Based on that advice, ED leaders should structure a formal process, taking advantage of all the technical definitions and limitations, to protect as much information as possible. “It is equally important to understand where that protection stops,” says Frew.
Once the structure is in place, it should be scrupulously followed by everyone in the ED.
“There should be particular emphasis on training the entire ED staff on the potential damage that can be caused by conversations, gossip, written reports, and communications that stray outside the strict boundaries of the formal peer review or quality assurance structure,” advises Frew.
Closely Examine Case Law
EPs should look closely at the literal wording of the statute that protects the peer review materials and the case law that has construed that statute, or ask their lawyers to do so for them and describe the state of the law in the jurisdiction on these questions. “Try to figure out as accurately as you can, how to keep within the protection that your state provides,” says McMenamin.
If an EP is practicing in a state that does not protect peer review materials very well, or at all, EPs might need to alter the way in which they address safety concerns. For instance, the EP might want to document only the facts regarding a medication error on an incident report, without drawing any conclusions on why it occurred or how to prevent it from happening again.
“By avoiding any sort of analysis, you avoid the risk that you give some sort of road map to the plaintiff’s lawyer,” says McMenamin. In some instances, reporting concerns verbally instead of in writing may offer some protection to the EP.
“To the extent writing is needed, prepare it under whatever umbrella your state may provide,” he says. For the most sensitive matters, appears likely, EPs should engage with counsel. “Let any investigation, analysis, conclusions, and recommendations be prepared under his direction,” says McMenamin.

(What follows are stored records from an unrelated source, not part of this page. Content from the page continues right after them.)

/// Number of weeks in every generated plan.
pub const PLAN_WEEKS: usize = 4;
/// Only the first few gaps feed the plan.
pub const MAX_PLANNED_SKILLS: usize = 6;

pub const GENERIC_PLAN: [&str; PLAN_WEEKS] = [
    "Week 1: Build a small capstone project combining your strengths.",
    "Week 2: Polish GitHub repo and write README + demo video.",
    "Week 3: Apply to 10 roles and tailor your resume.",
    "Week 4: Prepare for interviews (DS/Algo/basic system design).",
];

/// Four-week study plan for the missing skills.
///
/// Week `i` covers `short[i * c .. i * c + c]` with `c = max(1, n / 4)` over the first six
/// gaps. Skills past `4 * c` do not appear, e.g. six gaps give one skill per week and the
/// last two are left out.
pub fn action_plan(missing: &[String]) -> Vec<String> {
    if missing.is_empty() {
        return GENERIC_PLAN.iter().map(|s| s.to_string()).collect();
    }
    let short = &missing[..missing.len().min(MAX_PLANNED_SKILLS)];
    let chunk_size = (short.len() / PLAN_WEEKS).max(1);

    (0..PLAN_WEEKS)
        .map(|week| {
            let start = (week * chunk_size).min(short.len());
            let end = (start + chunk_size).min(short.len());
            let chunk = &short[start..end];
            if chunk.is_empty() {
                format!("Week {}: Reinforce earlier topics and build mini-projects.", week + 1)
            } else {
                format!(
                    "Week {}: Learn & practice: {} (2-4 small exercises + 1 mini-project task)",
                    week + 1,
                    chunk.join(", ")
                )
            }
        })
        .collect()
}

#[cfg(test)]
mod tests {
    use super::*;

    fn owned(v: &[&str]) -> Vec<String> { v.iter().map(|s| s.to_string()).collect() }

    #[test]
    fn no_gaps_gives_generic_plan() {
        assert_eq!(action_plan(&[]), GENERIC_PLAN.to_vec());
    }

    #[test]
    fn two_gaps_leave_two_reinforce_weeks() {
        let plan = action_plan(&owned(&["pandas", "machine learning"]));
        assert_eq!(plan.len(), 4);
        assert_eq!(plan[0], "Week 1: Learn & practice: pandas (2-4 small exercises + 1 mini-project task)");
        assert_eq!(plan[1], "Week 2: Learn & practice: machine learning (2-4 small exercises + 1 mini-project task)");
        assert_eq!(plan[2], "Week 3: Reinforce earlier topics and build mini-projects.");
        assert_eq!(plan[3], "Week 4: Reinforce earlier topics and build mini-projects.");
    }

    #[test]
    fn six_gaps_drop_the_last_two() {
        let plan = action_plan(&owned(&["a1", "a2", "a3", "a4", "a5", "a6"]));
        assert_eq!(plan.len(), 4);
        assert!(plan[3].contains("a4"));
        assert!(plan.iter().all(|l| !l.contains("a5") && !l.contains("a6")));
    }

    #[test]
    fn eight_gaps_are_cut_to_six() {
        let plan = action_plan(&owned(&["s1", "s2", "s3", "s4", "s5", "s6", "s7", "s8"]));
        assert!(plan.iter().all(|l| !l.contains("s7")));
        assert_eq!(plan.len(), 4);
    }

    #[test]
    fn four_gaps_one_per_week() {
        let plan = action_plan(&owned(&["w", "x", "y", "z"]));
        assert!(plan[0].contains(": w ("));
        assert!(plan[3].contains(": z ("));
    }
}
use axum::body::{Body, Bytes};
use axum::http::{header, Request, StatusCode};
use axum::Router;
use http_body_util::BodyExt;
use serde_json::{json, Value};
use skillmatch_core::catalog::write_jsonl;
use skillmatch_core::{Engine, Recommender, RoleRecord, Settings};
use std::sync::Arc;
use tempfile::tempdir;
use tower::ServiceExt;

fn tiny_roles() -> Vec<RoleRecord> {
    vec![
        RoleRecord::new("Data Scientist", "python, sql, pandas, machine learning", 1_200_000),
        RoleRecord::new("Frontend Developer", "html, css, javascript, react", 800_000),
    ]
}

fn ready_app() -> Router {
    let engine = Engine::build(tiny_roles(), Settings::default()).unwrap();
    skillmatch_server::build_app(Arc::new(Recommender::with_engine(engine)))
}

async fn call(app: Router, req: Request<Body>) -> (StatusCode, Bytes) {
    let resp = app.oneshot(req).await.unwrap();
    let status = resp.status();
    let body = resp.into_body().collect().await.unwrap().to_bytes();
    (status, body)
}

fn post_json(uri: &str, body: Value) -> Request<Body> {
    Request::post(uri)
        .header(header::CONTENT_TYPE, "application/json")
        .body(Body::from(body.to_string()))
        .unwrap()
}

#[tokio::test]
async fn recommend_returns_enriched_results() {
    let (status, body) = call(ready_app(), post_json("/recommend", json!({"skills": "python, sql", "top_n": 1}))).await;
    assert_eq!(status, StatusCode::OK);
    let json: Value = serde_json::from_slice(&body).unwrap();
    assert_eq!(json["total_results"], 1);
    assert_eq!(json["input_skills"], "python, sql");
    let top = &json["recommendations"][0];
    assert_eq!(top["role"], "Data Scientist");
    assert_eq!(top["avg_salary"], 1_200_000);
    assert_eq!(top["strengths"], json!(["python", "sql"]));
    assert_eq!(top["missing_skills"], json!(["pandas", "machine learning"]));
    assert_eq!(top["action_plan"].as_array().unwrap().len(), 4);
    assert!(top["match_score"].as_f64().unwrap() > 0.0);
    assert!(top["headline"].as_str().is_some());
}

#[tokio::test]
async fn top_n_defaults_to_three() {
    let (status, body) = call(ready_app(), post_json("/recommend", json!({"skills": "react"}))).await;
    assert_eq!(status, StatusCode::OK);
    let json: Value = serde_json::from_slice(&body).unwrap();
    // only two roles in the catalog
    assert_eq!(json["total_results"], 2);
}

#[tokio::test]
async fn unknown_skills_set_no_strong_match() {
    let (status, body) = call(ready_app(), post_json("/recommend", json!({"skills": "origami, pottery", "top_n": 2}))).await;
    assert_eq!(status, StatusCode::OK);
    let json: Value = serde_json::from_slice(&body).unwrap();
    assert_eq!(json["no_strong_match"], true);
    assert!(json["suggestion"].as_str().is_some_and(|s| !s.is_empty()));
    assert!(json["recommendations"].as_array().unwrap().iter().all(|r| r["low_confidence"] == true));
}

#[tokio::test]
async fn invalid_input_is_unprocessable() {
    let (status, body) = call(ready_app(), post_json("/recommend", json!({"skills": "   ", "top_n": 3}))).await;
    assert_eq!(status, StatusCode::UNPROCESSABLE_ENTITY);
    let json: Value = serde_json::from_slice(&body).unwrap();
    assert_eq!(json["error"]["code"], "VALIDATION_ERROR");

    let (status, _) = call(ready_app(), post_json("/recommend", json!({"skills": "python", "top_n": 11}))).await;
    assert_eq!(status, StatusCode::UNPROCESSABLE_ENTITY);
}

#[tokio::test]
async fn malformed_body_is_validation_error() {
    for body in [json!({"skills": "python", "top_n": -1}), json!({"top_n": 3}), json!({"skills": null})] {
        let (status, bytes) = call(ready_app(), post_json("/recommend", body)).await;
        assert_eq!(status, StatusCode::UNPROCESSABLE_ENTITY);
        let json: Value = serde_json::from_slice(&bytes).unwrap();
        assert_eq!(json["error"]["code"], "VALIDATION_ERROR");
        assert!(json["error"]["message"].as_str().is_some_and(|m| !m.is_empty()));
    }
}

#[tokio::test]
async fn not_ready_is_service_unavailable() {
    let app = skillmatch_server::build_app(Arc::new(Recommender::new(Settings::default())));
    let (status, body) = call(app.clone(), post_json("/recommend", json!({"skills": "python"}))).await;
    assert_eq!(status, StatusCode::SERVICE_UNAVAILABLE);
    let json: Value = serde_json::from_slice(&body).unwrap();
    assert_eq!(json["error"]["code"], "NOT_READY");

    let (status, _) = call(app, Request::get("/health").body(Body::empty()).unwrap()).await;
    assert_eq!(status, StatusCode::SERVICE_UNAVAILABLE);
}

#[tokio::test]
async fn health_reports_dataset_size() {
    let (status, body) = call(ready_app(), Request::get("/health").body(Body::empty()).unwrap()).await;
    assert_eq!(status, StatusCode::OK);
    let json: Value = serde_json::from_slice(&body).unwrap();
    assert_eq!(json["status"], "ok");
    assert_eq!(json["model_ready"], true);
    assert_eq!(json["dataset_rows"], 2);
}

#[test]
fn load_roles_reads_catalog_file_or_falls_back() {
    let dir = tempdir().unwrap();
    let file = dir.path().join("roles.jsonl");
    write_jsonl(&file, &tiny_roles()).unwrap();
    let loaded = skillmatch_server::load_roles(Some(file.to_str().unwrap())).unwrap();
    assert_eq!(loaded, tiny_roles());
    assert!(skillmatch_server::load_roles(None).unwrap().len() > 2);
}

On the other hand, if the state rigidly protects peer review privileges, EPs can proceed on the assumption that whatever they write down on an incident report won’t be discoverable. “It is important to take advantage of such protection as the law in your state provides,” advises McMenamin.
If the ED or hospital has a committee whose peer review materials are intended to be protected from discovery, McMenamin recommends that the committee’s name be taken verbatim from the state statute, such as “peer review committee,” “patient safety committee,” or “medical necessity committee.”
Another consideration is the founding document creating the committee, such as a board resolution that states its purpose. “Steal language from the statute or other authority and use it to create your committee,” says McMenamin.
There are a lot of variables for the EP to weigh when determining the best way to proceed, acknowledges McMenamin, “but generally speaking, if litigation arises, privileges are hard to maintain and easy to blow.”